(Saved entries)
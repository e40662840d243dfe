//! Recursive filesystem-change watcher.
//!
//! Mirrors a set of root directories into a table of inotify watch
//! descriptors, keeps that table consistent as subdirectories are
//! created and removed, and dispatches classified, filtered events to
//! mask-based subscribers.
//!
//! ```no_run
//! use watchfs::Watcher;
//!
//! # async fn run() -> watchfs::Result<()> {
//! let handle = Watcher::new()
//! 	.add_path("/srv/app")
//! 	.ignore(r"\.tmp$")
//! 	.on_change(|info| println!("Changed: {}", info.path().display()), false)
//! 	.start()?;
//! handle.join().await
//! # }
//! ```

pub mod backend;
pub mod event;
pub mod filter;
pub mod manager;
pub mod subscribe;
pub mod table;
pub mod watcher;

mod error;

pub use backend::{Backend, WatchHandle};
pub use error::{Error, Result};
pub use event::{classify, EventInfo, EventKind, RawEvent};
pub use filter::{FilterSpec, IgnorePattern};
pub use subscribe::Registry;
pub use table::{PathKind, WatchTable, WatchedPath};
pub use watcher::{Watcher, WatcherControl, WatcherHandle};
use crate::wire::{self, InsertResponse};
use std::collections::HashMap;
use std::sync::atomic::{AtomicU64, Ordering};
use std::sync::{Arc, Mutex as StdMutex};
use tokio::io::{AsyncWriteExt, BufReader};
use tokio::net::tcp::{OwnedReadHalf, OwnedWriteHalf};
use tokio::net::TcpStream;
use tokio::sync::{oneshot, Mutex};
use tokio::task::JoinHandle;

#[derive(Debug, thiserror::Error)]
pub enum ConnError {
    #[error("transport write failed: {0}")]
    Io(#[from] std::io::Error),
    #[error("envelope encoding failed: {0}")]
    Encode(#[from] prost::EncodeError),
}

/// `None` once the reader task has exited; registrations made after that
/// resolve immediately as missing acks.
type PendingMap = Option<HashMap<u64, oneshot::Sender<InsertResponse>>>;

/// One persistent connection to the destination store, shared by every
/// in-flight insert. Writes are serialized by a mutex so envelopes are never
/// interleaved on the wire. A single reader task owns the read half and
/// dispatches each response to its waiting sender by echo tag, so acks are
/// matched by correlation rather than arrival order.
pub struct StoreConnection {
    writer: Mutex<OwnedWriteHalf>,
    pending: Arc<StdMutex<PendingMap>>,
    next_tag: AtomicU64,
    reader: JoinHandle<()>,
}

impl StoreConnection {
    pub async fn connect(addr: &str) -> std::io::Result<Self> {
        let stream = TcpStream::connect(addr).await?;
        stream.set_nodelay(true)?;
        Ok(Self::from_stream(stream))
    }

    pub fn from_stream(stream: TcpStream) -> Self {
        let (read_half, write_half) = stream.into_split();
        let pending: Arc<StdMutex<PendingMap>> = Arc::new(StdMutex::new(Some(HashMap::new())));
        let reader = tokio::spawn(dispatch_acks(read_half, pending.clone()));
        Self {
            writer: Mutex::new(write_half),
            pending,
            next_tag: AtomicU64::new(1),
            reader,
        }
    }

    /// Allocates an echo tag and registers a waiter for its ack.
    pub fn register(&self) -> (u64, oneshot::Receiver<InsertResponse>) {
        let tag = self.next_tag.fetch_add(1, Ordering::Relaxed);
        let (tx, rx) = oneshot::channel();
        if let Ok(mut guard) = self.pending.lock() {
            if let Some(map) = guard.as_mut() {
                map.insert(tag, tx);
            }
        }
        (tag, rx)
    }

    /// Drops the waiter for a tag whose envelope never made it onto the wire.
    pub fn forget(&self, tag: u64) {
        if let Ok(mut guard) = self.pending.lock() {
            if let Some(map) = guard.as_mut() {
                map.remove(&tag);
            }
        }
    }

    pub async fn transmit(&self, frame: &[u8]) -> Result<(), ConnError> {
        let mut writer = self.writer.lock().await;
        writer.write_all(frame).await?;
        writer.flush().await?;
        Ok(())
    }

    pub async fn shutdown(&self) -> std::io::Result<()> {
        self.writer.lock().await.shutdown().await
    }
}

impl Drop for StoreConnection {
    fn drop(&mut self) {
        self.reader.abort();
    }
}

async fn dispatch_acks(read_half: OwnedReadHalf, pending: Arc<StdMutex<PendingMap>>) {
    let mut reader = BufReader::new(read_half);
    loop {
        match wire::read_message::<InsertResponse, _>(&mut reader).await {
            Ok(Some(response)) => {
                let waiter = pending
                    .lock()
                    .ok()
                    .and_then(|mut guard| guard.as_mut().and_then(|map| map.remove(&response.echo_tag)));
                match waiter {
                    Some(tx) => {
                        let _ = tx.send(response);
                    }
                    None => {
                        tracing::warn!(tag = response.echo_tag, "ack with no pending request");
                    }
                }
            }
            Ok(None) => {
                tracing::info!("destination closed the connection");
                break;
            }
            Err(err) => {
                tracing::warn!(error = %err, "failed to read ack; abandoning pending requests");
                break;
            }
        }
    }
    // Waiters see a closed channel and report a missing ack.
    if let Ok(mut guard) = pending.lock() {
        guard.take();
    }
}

* _EXERCISE BRIEF_
Every line from the one containing "let waiter = pending" through the end of the data must be repeated exactly, and no other line.

* _SOLVED EXERCISE_
                let waiter = pending
                    .lock()
                    .ok()
                    .and_then(|mut guard| guard.as_mut().and_then(|map| map.remove(&response.echo_tag)));
                match waiter {
                    Some(tx) => {
                        let _ = tx.send(response);
                    }
                    None => {
                        tracing::warn!(tag = response.echo_tag, "ack with no pending request");
                    }
                }
            }
            Ok(None) => {
                tracing::info!("destination closed the connection");
                break;
            }
            Err(err) => {
                tracing::warn!(error = %err, "failed to read ack; abandoning pending requests");
                break;
            }
        }
    }
    // Waiters see a closed channel and report a missing ack.
    if let Ok(mut guard) = pending.lock() {
        guard.take();
    }
}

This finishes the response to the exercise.